The report, released on Wednesday and based on a survey of about 1000 people in November, also found most Chinese-Australians believed Australia was a good place to live (77 per cent) and felt a sense of belonging to the nation (71 per cent).
More than 80 per cent of respondents felt pride in Australia's way of life and culture, a similar percentage to that of the broader Australian population in recent results of the annual Scanlon Foundation survey on social cohesion.
People with Chinese heritage experienced mixed reactions in Australia following the emergence of COVID-19, the Lowy Institute report found.
"While some received support from the broader Australian community, others reported an increase in abuse and racist attacks," it said.
Report co-author Jennifer Hsu said political rhetoric affected day-to-day experiences of Chinese-Australians.
"What you say as a leader, as a representative, is important and has resonance," she said.
"We have to be really careful about the language we use, we have to be really mindful about not scoring political points, because these actually do have everyday impacts on the safety of Chinese-Australians."
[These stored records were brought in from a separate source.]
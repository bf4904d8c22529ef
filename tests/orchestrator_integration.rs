//! Orchestrator transport against a mock job API

use serde_json::json;
use std::path::PathBuf;
use tempfile::TempDir;
use tether::config::ProjectConfig;
use tether::dispatcher::{DispatchOptions, Dispatcher};
use tether::models::{Action, TaskMetadata, TaskSpec};
use tether::result::FailureKind;
use tether::target::{Target, TransportKind};
use tether::transports::TransportRegistry;
use wiremock::matchers::{body_partial_json, header, method, path};
use wiremock::{Mock, MockServer, ResponseTemplate};

fn dispatcher(server: &MockServer, dir: &TempDir) -> Dispatcher {
    let mut project = ProjectConfig::default();
    project.pcp.insert("service-url".to_string(), json!(server.uri()));
    project.pcp.insert("token".to_string(), json!("secret"));
    project.pcp.insert("job-poll-interval".to_string(), json!(0));
    Dispatcher::new(TransportRegistry::new(&project, dir.path()))
}

fn web1() -> Vec<Target> {
    vec![Target::parse("pcp://web1", TransportKind::Ssh).unwrap()]
}

async fn mount_job(server: &MockServer, state: &str, result: serde_json::Value) {
    Mock::given(method("POST"))
        .and(path("/orchestrator/v1/command/task"))
        .and(header("X-Authentication", "secret"))
        .respond_with(ResponseTemplate::new(202).set_body_json(json!({
            "job": { "id": "https://orchestrator/jobs/42", "name": "42" }
        })))
        .mount(server)
        .await;
    Mock::given(method("GET"))
        .and(path("/orchestrator/v1/jobs/42"))
        .respond_with(ResponseTemplate::new(200).set_body_json(json!({ "state": state })))
        .mount(server)
        .await;
    Mock::given(method("GET"))
        .and(path("/orchestrator/v1/jobs/42/nodes"))
        .respond_with(ResponseTemplate::new(200).set_body_json(json!({
            "items": [{ "name": "web1", "state": state, "result": result }]
        })))
        .mount(server)
        .await;
}

#[tokio::test]
async fn test_command_runs_as_shim_task() {
    let server = MockServer::start().await;
    let dir = TempDir::new().unwrap();
    Mock::given(method("POST"))
        .and(path("/orchestrator/v1/command/task"))
        .and(body_partial_json(json!({
            "task": "tether_shim::command",
            "params": { "command": "uptime" },
            "scope": { "nodes": ["web1"] }
        })))
        .respond_with(ResponseTemplate::new(202).set_body_json(json!({
            "job": { "id": "https://orchestrator/jobs/42", "name": "42" }
        })))
        .expect(1)
        .mount(&server)
        .await;
    mount_job(
        &server,
        "finished",
        json!({ "stdout": "up 3 days", "stderr": "", "exit_code": 0 }),
    )
    .await;

    let set = dispatcher(&server, &dir)
        .dispatch(&Action::command("uptime"), &web1(), &DispatchOptions::default())
        .await
        .unwrap();

    let result = set.get("pcp://web1").unwrap();
    assert!(result.ok());
    assert_eq!(result.value()["stdout"], json!("up 3 days"));
}

#[tokio::test]
async fn test_failed_node_is_a_failed_task() {
    let server = MockServer::start().await;
    let dir = TempDir::new().unwrap();
    mount_job(
        &server,
        "failed",
        json!({ "_error": { "kind": "package/missing", "msg": "no such package" } }),
    )
    .await;

    let task = TaskSpec {
        name: "package".to_string(),
        executable: PathBuf::from("tasks/package.sh"),
        metadata: TaskMetadata::default(),
    };
    let set = dispatcher(&server, &dir)
        .dispatch(
            &Action::Task {
                task,
                params: serde_json::Map::new(),
            },
            &web1(),
            &DispatchOptions::default(),
        )
        .await
        .unwrap();

    let failure = set.get("pcp://web1").unwrap().failure_detail().unwrap();
    assert_eq!(failure.kind, FailureKind::Execution);
    assert_eq!(failure.message, "no such package");
}

#[tokio::test]
async fn test_rejected_token_is_a_connection_failure() {
    let server = MockServer::start().await;
    let dir = TempDir::new().unwrap();
    Mock::given(method("POST"))
        .and(path("/orchestrator/v1/command/task"))
        .respond_with(ResponseTemplate::new(401))
        .mount(&server)
        .await;

    let set = dispatcher(&server, &dir)
        .dispatch(&Action::command("uptime"), &web1(), &DispatchOptions::default())
        .await
        .unwrap();

    let failure = set.get("pcp://web1").unwrap().failure_detail().unwrap();
    assert_eq!(failure.kind, FailureKind::Connection);
}

#[tokio::test]
async fn test_upload_is_unsupported() {
    let server = MockServer::start().await;
    let dir = TempDir::new().unwrap();

    let set = dispatcher(&server, &dir)
        .dispatch(
            &Action::Upload {
                source: PathBuf::from("files/a"),
                destination: "/tmp/a".to_string(),
            },
            &web1(),
            &DispatchOptions::default(),
        )
        .await
        .unwrap();

    let failure = set.get("pcp://web1").unwrap().failure_detail().unwrap();
    assert_eq!(failure.kind, FailureKind::UnsupportedAction);
}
Dr Hsu said the survey results showed a diversity of views among people with Chinese heritage living in Australia. The report found most Chinese-Australians also felt a sense of belonging to China, and levels of trust in China were much higher among Chinese-Australian communities than in the broader Australian population.
Only a third of survey respondents said democracy was preferable to any other kind of government, compared to 71 per cent of the broader Australian population.
The Lowy Institute report said the findings aligned with research indicating migrants leaving authoritarian regimes to settle in a stable democracy "do not see democracy as the only game in town".
Chinese-Australians were divided in their views towards China's system of government after COVID-19. More than 40 per cent were more favourable towards the authoritarian system, while 31 per cent were less favourable.
However the majority of Chinese-Australians supported sanctions on Chinese officials associated with human rights abuses, and said Australia should reduce its economic dependence on China.
Fewer Chinese-Australians expressed concern about foreign interference in Australia's political process than the broader Australian population.